SFU Mathematics of Computation, Application and Data ("MOCAD") Seminar: Lisa Kreusser
Topic
Unlocking the Full Potential of Data: From Applied Analysis and Optimisation to Applications
Speakers
Details
Recent and rapid breakthroughs in contemporary biology, climate science, and data science have unveiled a spectrum of intricate mathematical challenges which can be tackled through the fusion of applied and numerical analysis, as well as optimisation. In this talk, I will begin by delving into a class of interacting particle models with anisotropic interaction forces and their corresponding continuum limit. These models find their inspiration in the simulation of fingerprint patterns, which play a critical role in databases in forensic science and biometric applications. I will showcase our recent findings, including the development of a mean-field optimal control algorithm to tackle an inverse problem arising in parameter identification.

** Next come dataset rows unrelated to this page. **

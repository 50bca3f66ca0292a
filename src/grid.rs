use _model::{GridKey, Location, ParseKeyError, SearchStatus};
use geo::HaversineDistance;
use rusqlite::{params, Connection, OptionalExtension};
use thiserror::Error;
use tracing::debug;
use typed_floats::tf64::StrictlyPositiveFinite;

use crate::db::{self, Result};

/// A square lattice of `count` by `count` points, `spacing` degrees apart,
/// centred on `center`. Every point is a valid coordinate.
#[derive(Copy, Clone, Debug)]
pub struct GridSpec {
    center: Location,
    count: u32,
    spacing: StrictlyPositiveFinite,
}

#[derive(Debug, Error)]
#[error("grid point {location} is not a valid coordinate")]
pub struct OutOfRange {
    pub location: String,
    pub source: ParseKeyError,
}

impl GridSpec {
    /// Fails when any point of the lattice falls outside [-90, 90] latitude
    /// or [-180, 180] longitude.
    pub fn new(
        center: Location,
        count: u32,
        spacing: StrictlyPositiveFinite,
    ) -> std::result::Result<Self, OutOfRange> {
        let spec = Self {
            center,
            count,
            spacing,
        };
        for location in spec.locations() {
            let key = location.key();
            if let Err(source) = key.as_str().parse::<GridKey>() {
                return Err(OutOfRange {
                    location: key.to_string(),
                    source,
                });
            }
        }
        Ok(spec)
    }

    pub fn count(&self) -> u32 {
        self.count
    }

    pub fn spacing(&self) -> f64 {
        self.spacing.get()
    }

    /// Row-major: latitude offsets outer, longitude offsets inner.
    pub fn locations(&self) -> impl Iterator<Item = Location> + '_ {
        let offset = (f64::from(self.count) - 1.0) / 2.0;
        let spacing = self.spacing.get();
        (0..self.count).flat_map(move |i| {
            (0..self.count).map(move |j| {
                Location::new(
                    self.center.lat + (f64::from(i) - offset) * spacing,
                    self.center.lng + (f64::from(j) - offset) * spacing,
                )
            })
        })
    }

    /// Distance from a grid point to the far corner of its cell, in metres.
    pub fn half_diagonal_metres(&self) -> f64 {
        let half = self.spacing.get() / 2.0;
        let corner = Location::new(self.center.lat + half, self.center.lng + half);
        self.center.point().haversine_distance(&corner.point())
    }
}

#[derive(Debug, Default, PartialEq, Eq)]
pub struct GenerateOutcome {
    pub inserted: usize,
    pub total: u64,
}

pub struct GridPlanner<'a> {
    conn: &'a Connection,
}

impl<'a> GridPlanner<'a> {
    pub fn new(conn: &'a Connection) -> Self {
        Self { conn }
    }

    /// Inserts every lattice point not already present. Existing points keep
    /// their status, so running this again after a partial crawl is safe.
    pub fn generate(&self, spec: &GridSpec) -> Result<GenerateOutcome> {
        let tx = self.conn.unchecked_transaction()?;
        let mut inserted = 0;
        {
            let mut stmt = tx.prepare("INSERT OR IGNORE INTO search_grid (location) VALUES (?1)")?;
            for location in spec.locations() {
                inserted += stmt.execute([location.key().as_str()])?;
            }
        }
        let total = tx.query_row("SELECT COUNT(*) FROM search_grid", [], |row| row.get(0))?;
        tx.commit()?;

        debug!(inserted, total, "grid generated");
        Ok(GenerateOutcome { inserted, total })
    }

    pub fn pending(&self) -> Result<Vec<GridKey>> {
        let mut stmt = self
            .conn
            .prepare("SELECT location FROM search_grid WHERE status = 'pending' ORDER BY rowid")?;
        let rows = stmt.query_map([], |row| row.get::<_, String>(0))?;

        let mut output = Vec::new();
        for row in rows {
            let location = row?;
            match location.parse() {
                Ok(key) => output.push(key),
                Err(source) => return Err(db::StoreError::InvalidLocation { location, source }),
            }
        }
        Ok(output)
    }

    pub fn status(&self, key: &GridKey) -> Result<Option<SearchStatus>> {
        let value: Option<String> = self
            .conn
            .query_row(
                "SELECT status FROM search_grid WHERE location = ?1",
                [key.as_str()],
                |row| row.get(0),
            )
            .optional()?;

        value.map(|x| db::parse_status(key.as_str(), x)).transpose()
    }

    /// Returns false when the key was never generated; no row is created.
    pub fn mark_completed(&self, key: &GridKey) -> Result<bool> {
        let Some(status) = self.status(key)? else {
            return Ok(false);
        };
        if status.is_pending() {
            self.conn.execute(
                "UPDATE search_grid SET status = ?1 WHERE location = ?2",
                params![status.complete().as_str(), key.as_str()],
            )?;
        }
        Ok(true)
    }
}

Transitioning from interaction-focused models to the realm of transport networks, I will introduce an optimization approach tailored for a unique coupling of differential equations that arises in the context of biological network formation. Additionally, I will provide insights into my recent research in data science, encompassing topics such as image segmentation, non-convex optimisation algorithms for machine learning, Wasserstein Generative Adversarial Networks (WGANs), score-based diffusion models and semi-supervised learning techniques.